The Inquirer responded to Microsoft’s blog announcement on Sunday, November 13th, 2005, with an excellent write-up on why this giant company, yet again, seems to entirely miss the point on what it means to establish trust with users. In brief, one might summarize their point as something similar to the old adage “it’s not the crime, it’s the cover-up”:

So, what do we end the day with? Microsoft dipping a toe in the water and saying it will remove a solitary DRM infection. No future pledges, no strong stand. I was honestly hoping MS would stand up and plant a stake in the ground about things like this. A week later with a murmur in a blog is not the response of a market leader.

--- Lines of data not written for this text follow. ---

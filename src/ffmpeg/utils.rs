//! FFmpeg utility functions

use ffmpeg_next as ffmpeg;
use ffmpeg_next::util::channel_layout::ChannelLayout;

/// Get the codec name for a codec ID
pub fn codec_name(codec_id: ffmpeg::codec::Id) -> &'static str {
    codec_id.name()
}

/// Layout to use when a stream or frame does not declare one.
pub fn default_channel_layout(channels: u16) -> ChannelLayout {
    match channels {
        1 => ChannelLayout::MONO,
        2 => ChannelLayout::STEREO,
        n => ChannelLayout::default(i32::from(n)),
    }
}

/// `layout` unless it is unset, in which case the default for `channels`.
pub fn effective_channel_layout(layout: ChannelLayout, channels: u16) -> ChannelLayout {
    if layout.bits() == 0 {
        default_channel_layout(channels)
    } else {
        layout
    }
}

/// Human-readable name of a channel layout
pub fn channel_layout_name(layout: ChannelLayout, channels: u16) -> String {
    let layout = effective_channel_layout(layout, channels);
    let known = [
        (ChannelLayout::MONO, "mono"),
        (ChannelLayout::STEREO, "stereo"),
        (ChannelLayout::_2POINT1, "2.1"),
        (ChannelLayout::SURROUND, "3.0"),
        (ChannelLayout::QUAD, "quad"),
        (ChannelLayout::_5POINT0, "5.0"),
        (ChannelLayout::_5POINT1, "5.1"),
        (ChannelLayout::_7POINT1, "7.1"),
    ];
    known
        .iter()
        .find(|(l, _)| *l == layout)
        .map(|(_, name)| (*name).to_string())
        .unwrap_or_else(|| format!("{} channels", channels))
}

/// Bytes one channel of one sample occupies
pub fn bytes_per_sample(format: ffmpeg::util::format::sample::Sample) -> usize {
    format.bytes()
}

/// Convert a timestamp to seconds
pub fn ts_to_secs(ts: i64, timebase: ffmpeg::Rational) -> f64 {
    if timebase.denominator() == 0 {
        return 0.0;
    }
    ts as f64 * f64::from(timebase.numerator()) / f64::from(timebase.denominator())
}

/// Container duration in seconds, `None` when the demuxer does not know it.
pub fn input_duration_secs(input: &ffmpeg::format::context::Input) -> Option<f64> {
    let duration = input.duration();
    if duration <= 0 {
        return None;
    }
    Some(duration as f64 / f64::from(ffmpeg::ffi::AV_TIME_BASE))
}

/// Describe a stream for debug logs
pub fn debug_stream_info(stream: &ffmpeg::Stream) {
    let params = stream.parameters();
    tracing::debug!(
        index = stream.index(),
        medium = ?params.medium(),
        codec = codec_name(params.id()),
        time_base = %stream.time_base(),
        "input stream"
    );
}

Mark has an excellent summary himself today, called “Sony: No More Rootkit – For Now”, regarding the Microsoft announcement as well as the Sony soundbite from NPR. Most importantly, he clarifies that the viruses are just a symptom of bad security:

The viruses simply take advantage of the Sony rootkit if it’s present, but could just as easily install their own rootkit to hide their presence on the system. If a user activating the virus, which is transmitted as an email attachment, is running with administrator privileges, the virus can install a kernel-mode rootkit just as powerful as Sony’s. But even if the virus is activated from a non-administrator account it can install a less powerful, though still effective, user-mode rootkit. The bottom line is that it’s not rootkits themselves that are the problem; it’s the inability to manage the objects that they hide that creates security, reliability and manageability problems.

His point that Sony owns the IP not the computer just reminds me of the story about people who “own” their cars and want the error codes under the Right to Repair Act. Transparency of technology and the ability to protect oneself from predatory corporations are gearing up to be tough issues for the next few years.